From the data below, please reproduce exactly everything from the line that contains "let mut entry = self" down to the line that contains "pub fn record_rejected(&self, sensor_id: &str)", with both ends included.
════════════════
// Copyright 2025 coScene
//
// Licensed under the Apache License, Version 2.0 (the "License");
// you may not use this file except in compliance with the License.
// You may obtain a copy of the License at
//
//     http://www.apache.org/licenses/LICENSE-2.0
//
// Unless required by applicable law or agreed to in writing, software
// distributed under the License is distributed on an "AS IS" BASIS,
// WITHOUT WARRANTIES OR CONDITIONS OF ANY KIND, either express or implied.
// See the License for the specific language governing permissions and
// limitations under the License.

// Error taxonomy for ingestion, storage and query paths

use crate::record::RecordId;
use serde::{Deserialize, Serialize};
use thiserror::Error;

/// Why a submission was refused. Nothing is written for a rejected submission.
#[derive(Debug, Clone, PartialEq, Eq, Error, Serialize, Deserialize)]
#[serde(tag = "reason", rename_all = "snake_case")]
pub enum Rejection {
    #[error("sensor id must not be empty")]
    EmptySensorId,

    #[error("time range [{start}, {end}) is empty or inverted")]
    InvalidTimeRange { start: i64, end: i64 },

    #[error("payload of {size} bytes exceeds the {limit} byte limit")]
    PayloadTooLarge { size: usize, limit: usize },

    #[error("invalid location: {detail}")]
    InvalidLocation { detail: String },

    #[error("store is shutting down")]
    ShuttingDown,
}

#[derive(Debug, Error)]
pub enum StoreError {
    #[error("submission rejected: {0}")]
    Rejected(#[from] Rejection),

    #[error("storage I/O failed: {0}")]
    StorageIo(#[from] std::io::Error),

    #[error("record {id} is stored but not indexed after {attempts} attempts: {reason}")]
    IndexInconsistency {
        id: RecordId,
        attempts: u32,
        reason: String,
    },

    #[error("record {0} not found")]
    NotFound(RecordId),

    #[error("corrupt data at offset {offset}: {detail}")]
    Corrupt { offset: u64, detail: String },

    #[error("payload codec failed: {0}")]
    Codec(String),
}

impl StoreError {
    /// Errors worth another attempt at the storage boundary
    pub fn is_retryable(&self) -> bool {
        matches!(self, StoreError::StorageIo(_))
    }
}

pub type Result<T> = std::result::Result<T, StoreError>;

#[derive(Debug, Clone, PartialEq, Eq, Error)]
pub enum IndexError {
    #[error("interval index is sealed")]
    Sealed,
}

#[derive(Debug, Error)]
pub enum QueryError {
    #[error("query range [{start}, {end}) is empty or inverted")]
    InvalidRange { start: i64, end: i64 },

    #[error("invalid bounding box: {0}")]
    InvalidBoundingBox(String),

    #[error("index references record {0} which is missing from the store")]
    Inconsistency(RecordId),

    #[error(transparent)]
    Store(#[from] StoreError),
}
════════════════
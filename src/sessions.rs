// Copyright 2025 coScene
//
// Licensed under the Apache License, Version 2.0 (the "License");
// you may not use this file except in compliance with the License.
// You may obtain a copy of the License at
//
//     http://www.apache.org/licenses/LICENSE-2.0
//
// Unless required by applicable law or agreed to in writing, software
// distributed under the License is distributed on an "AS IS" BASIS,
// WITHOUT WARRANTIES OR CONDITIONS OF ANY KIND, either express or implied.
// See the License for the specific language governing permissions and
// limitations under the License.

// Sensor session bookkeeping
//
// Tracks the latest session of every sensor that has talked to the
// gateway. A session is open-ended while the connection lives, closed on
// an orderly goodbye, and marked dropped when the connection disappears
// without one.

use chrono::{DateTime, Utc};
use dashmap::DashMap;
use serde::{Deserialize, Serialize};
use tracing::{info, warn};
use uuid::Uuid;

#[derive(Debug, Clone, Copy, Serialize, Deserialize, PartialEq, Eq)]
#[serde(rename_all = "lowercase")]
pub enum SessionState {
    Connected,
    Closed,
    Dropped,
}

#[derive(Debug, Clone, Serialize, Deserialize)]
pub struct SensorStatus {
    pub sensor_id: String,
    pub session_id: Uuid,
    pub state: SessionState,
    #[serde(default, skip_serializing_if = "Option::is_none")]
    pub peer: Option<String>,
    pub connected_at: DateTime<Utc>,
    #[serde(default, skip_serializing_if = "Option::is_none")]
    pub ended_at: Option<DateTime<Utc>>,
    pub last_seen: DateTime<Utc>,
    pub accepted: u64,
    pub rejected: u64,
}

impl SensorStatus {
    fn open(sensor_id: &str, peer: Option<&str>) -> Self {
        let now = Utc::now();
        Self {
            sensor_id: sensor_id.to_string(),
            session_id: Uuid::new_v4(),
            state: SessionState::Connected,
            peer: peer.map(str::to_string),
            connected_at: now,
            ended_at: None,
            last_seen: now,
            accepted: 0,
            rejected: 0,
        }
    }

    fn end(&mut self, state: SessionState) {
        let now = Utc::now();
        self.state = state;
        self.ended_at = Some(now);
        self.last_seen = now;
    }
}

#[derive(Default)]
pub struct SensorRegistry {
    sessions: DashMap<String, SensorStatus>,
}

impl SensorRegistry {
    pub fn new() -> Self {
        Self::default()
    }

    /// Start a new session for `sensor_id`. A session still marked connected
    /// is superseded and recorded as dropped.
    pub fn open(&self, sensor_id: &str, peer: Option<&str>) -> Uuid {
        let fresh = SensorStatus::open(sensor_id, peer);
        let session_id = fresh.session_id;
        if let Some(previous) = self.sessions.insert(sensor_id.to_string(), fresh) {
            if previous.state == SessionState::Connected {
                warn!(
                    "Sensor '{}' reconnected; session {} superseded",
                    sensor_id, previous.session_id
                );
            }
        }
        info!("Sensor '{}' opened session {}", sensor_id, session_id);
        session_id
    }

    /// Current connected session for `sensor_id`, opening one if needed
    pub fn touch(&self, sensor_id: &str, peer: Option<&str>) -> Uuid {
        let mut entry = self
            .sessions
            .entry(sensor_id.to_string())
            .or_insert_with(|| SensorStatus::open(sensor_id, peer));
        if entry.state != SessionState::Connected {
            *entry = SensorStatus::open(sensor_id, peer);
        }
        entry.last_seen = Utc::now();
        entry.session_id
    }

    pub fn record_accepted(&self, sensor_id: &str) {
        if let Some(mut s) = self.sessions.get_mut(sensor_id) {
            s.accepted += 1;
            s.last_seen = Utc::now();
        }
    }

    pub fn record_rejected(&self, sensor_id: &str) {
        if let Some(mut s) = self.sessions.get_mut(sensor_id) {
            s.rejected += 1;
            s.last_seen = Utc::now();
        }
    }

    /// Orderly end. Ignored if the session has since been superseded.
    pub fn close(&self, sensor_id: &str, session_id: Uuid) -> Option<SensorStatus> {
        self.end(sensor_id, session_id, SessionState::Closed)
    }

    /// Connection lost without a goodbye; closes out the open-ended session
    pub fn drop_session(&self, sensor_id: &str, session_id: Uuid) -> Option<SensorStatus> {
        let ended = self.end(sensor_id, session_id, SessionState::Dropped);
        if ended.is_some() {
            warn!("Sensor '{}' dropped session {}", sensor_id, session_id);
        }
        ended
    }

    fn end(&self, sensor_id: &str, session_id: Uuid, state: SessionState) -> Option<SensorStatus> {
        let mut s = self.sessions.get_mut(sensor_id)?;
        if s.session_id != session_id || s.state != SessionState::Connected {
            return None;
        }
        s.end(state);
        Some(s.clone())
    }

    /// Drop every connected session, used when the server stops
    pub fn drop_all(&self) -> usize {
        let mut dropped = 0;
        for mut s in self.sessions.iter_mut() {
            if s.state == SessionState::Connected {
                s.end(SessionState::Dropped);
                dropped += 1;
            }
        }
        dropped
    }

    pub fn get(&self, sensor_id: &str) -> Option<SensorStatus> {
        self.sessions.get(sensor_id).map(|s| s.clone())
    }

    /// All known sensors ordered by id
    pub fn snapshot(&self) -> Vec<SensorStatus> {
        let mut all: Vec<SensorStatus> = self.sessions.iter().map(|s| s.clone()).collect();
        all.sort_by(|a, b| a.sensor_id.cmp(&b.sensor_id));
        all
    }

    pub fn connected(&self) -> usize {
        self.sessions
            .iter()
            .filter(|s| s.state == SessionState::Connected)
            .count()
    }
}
════════════════
§ **Answer space**
        let mut entry = self
            .sessions
            .entry(sensor_id.to_string())
            .or_insert_with(|| SensorStatus::open(sensor_id, peer));
        if entry.state != SessionState::Connected {
            *entry = SensorStatus::open(sensor_id, peer);
        }
        entry.last_seen = Utc::now();
        entry.session_id
    }

    pub fn record_accepted(&self, sensor_id: &str) {
        if let Some(mut s) = self.sessions.get_mut(sensor_id) {
            s.accepted += 1;
            s.last_seen = Utc::now();
        }
    }

    pub fn record_rejected(&self, sensor_id: &str) {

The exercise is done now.